CINE        
       
  AEON FLUX      
     
     
       
  Lo único que logra mantener al espectador en ese estado (expectante) es la mirada y figura de Charlize Theron, quien después de verla como endeble en el Abogado del Diablo, como inocente en la Esposa del Astronauta, y fea asesina en Monster, no deja de sorprender por sus maravillosos cambios y su capacidad artística.
 
 
       
  De resto... todo es doloroso, incluso el apreciar a Frances McDorman (quien me dejó marcado desde Fargo) en un papel ilógico, insensato y ridículo que finalmente se le olvida hasta al Director.

 
     
       
  La película no es que sea mala el tema es que para entenderla tendría uno que haber nacido unos cincuenta años hacia el futuro, como quien dice ni siquiera los que están naciendo ahora la entenderán en 20 años.
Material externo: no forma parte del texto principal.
//! Engine Configuration Module
//!
//! Provides per-deployment configuration loaded from TOML files, replacing all
//! hardcoded scoring thresholds with operator-tunable values.
//!
//! ## Loading Order
//!
//! 1. `AEOLUS_CONFIG` environment variable (path to TOML file)
//! 2. `aeolus.toml` in the current working directory
//! 3. Built-in defaults
//!
//! Defaults are used only when neither file exists. A file that is present
//! but unreadable, malformed or invalid fails the load.
//!
//! ## Usage
//!
//! The binary calls `config::init()` once at startup and reads `config::get()`
//! for server settings. Engine components never read the global: they take
//! their section by value at construction.
//!
//! ```ignore
//! config::init(EngineConfig::load()?);
//! let engine = MaintenanceEngine::new(config::get().clone(), ModelSet::default());
//! ```

mod engine_config;
pub mod defaults;
pub mod validation;

pub use engine_config::*;

use std::sync::OnceLock;

/// Global engine configuration, initialized once at startup.
static ENGINE_CONFIG: OnceLock<EngineConfig> = OnceLock::new();

/// Initialize the global engine configuration.
///
/// Later calls are ignored with a warning.
pub fn init(config: EngineConfig) {
    if ENGINE_CONFIG.set(config).is_err() {
        tracing::warn!("config::init() called more than once, ignoring");
    }
}

/// Get a reference to the global engine configuration.
///
/// Falls back to a process-wide default instance when `init()` was never
/// called, so library callers and tests need no setup.
pub fn get() -> &'static EngineConfig {
    ENGINE_CONFIG.get_or_init(EngineConfig::default)
}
Para hacer cine futurista y de ciencia ficción no es suficiente el “pummm” y el “splashh” ni todos los sonidos laser; es necesario algo que amarre el presente con todo ese poder innovador mejor dicho algo más George Lucas o James Cameron.
Hubiese sido mejor que con esos efectos se hubiera hecho una versión moderna de las comedias de Woody Allen con un Orgasmitron más de avanzada. De ahí en adelante la cinta es un huesote.